Dataset excerpts:
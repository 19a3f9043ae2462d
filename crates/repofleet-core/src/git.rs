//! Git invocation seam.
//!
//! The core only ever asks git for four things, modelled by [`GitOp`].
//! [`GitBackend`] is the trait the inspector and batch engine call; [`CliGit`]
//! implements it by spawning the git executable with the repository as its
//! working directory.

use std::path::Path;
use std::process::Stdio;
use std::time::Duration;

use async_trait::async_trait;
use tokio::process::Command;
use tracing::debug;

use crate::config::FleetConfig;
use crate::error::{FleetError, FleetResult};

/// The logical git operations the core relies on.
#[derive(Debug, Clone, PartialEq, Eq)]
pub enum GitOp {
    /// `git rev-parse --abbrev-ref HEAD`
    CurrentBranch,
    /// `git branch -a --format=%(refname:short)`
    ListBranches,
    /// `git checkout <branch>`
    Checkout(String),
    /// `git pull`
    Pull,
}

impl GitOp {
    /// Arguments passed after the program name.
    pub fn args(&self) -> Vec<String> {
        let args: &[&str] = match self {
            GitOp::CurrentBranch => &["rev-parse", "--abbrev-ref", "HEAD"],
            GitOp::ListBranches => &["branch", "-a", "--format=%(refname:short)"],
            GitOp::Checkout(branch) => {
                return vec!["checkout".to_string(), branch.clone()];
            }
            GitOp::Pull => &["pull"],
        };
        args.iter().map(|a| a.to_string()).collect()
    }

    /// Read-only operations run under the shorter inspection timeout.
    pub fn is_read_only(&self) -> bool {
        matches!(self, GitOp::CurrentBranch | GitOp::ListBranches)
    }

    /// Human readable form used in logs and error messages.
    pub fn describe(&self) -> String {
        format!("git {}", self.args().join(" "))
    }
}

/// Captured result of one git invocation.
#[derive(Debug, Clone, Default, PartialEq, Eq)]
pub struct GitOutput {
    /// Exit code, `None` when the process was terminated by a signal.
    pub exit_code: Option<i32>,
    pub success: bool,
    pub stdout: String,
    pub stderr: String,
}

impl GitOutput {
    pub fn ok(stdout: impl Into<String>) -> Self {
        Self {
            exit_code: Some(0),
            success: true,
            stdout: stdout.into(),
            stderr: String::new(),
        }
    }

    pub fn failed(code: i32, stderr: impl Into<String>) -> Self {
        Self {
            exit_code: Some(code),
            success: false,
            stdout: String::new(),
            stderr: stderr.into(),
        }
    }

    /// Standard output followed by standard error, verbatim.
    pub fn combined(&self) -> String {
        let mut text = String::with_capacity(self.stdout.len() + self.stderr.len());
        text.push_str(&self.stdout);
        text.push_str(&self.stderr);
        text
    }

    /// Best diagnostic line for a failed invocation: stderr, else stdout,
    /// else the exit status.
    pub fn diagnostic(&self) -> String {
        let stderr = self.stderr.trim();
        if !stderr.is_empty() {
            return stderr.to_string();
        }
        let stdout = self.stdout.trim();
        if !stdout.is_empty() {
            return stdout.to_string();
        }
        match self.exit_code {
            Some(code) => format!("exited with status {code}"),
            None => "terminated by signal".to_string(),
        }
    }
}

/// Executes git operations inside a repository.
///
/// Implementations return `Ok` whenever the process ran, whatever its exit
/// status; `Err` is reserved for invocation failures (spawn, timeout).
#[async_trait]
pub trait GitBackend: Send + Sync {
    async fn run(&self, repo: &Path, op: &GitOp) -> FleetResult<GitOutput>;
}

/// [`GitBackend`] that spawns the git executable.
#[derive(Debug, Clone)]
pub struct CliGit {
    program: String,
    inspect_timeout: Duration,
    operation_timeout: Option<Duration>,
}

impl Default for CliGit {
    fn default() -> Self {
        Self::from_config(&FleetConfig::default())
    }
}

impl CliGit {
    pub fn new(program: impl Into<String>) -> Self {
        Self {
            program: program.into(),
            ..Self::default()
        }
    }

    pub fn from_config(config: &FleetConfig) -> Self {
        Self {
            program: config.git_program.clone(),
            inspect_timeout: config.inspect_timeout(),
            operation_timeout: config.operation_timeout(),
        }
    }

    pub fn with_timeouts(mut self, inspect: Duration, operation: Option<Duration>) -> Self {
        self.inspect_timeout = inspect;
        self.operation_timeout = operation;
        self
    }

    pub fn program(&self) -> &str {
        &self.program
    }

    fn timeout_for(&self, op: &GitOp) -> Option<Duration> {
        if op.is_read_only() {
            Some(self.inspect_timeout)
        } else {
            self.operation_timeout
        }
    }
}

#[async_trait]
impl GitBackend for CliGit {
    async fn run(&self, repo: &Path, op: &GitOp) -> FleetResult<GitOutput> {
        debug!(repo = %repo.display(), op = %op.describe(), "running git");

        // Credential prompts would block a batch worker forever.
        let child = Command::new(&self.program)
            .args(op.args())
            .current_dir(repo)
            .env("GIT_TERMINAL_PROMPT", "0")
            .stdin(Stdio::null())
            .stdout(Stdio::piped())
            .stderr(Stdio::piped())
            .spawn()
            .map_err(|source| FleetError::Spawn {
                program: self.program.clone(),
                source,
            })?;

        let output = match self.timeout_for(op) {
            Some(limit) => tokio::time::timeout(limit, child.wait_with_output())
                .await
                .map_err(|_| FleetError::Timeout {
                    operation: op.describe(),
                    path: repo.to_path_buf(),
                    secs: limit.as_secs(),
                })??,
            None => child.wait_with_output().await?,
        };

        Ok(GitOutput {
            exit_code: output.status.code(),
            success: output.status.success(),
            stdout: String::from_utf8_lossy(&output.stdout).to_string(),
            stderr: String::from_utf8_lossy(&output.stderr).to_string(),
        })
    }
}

▶ _What you are asked to do_:
Examine the records above and give the number of lines in which the string "GitBackend" appears, with no other words.

▶ _Finished task_:
4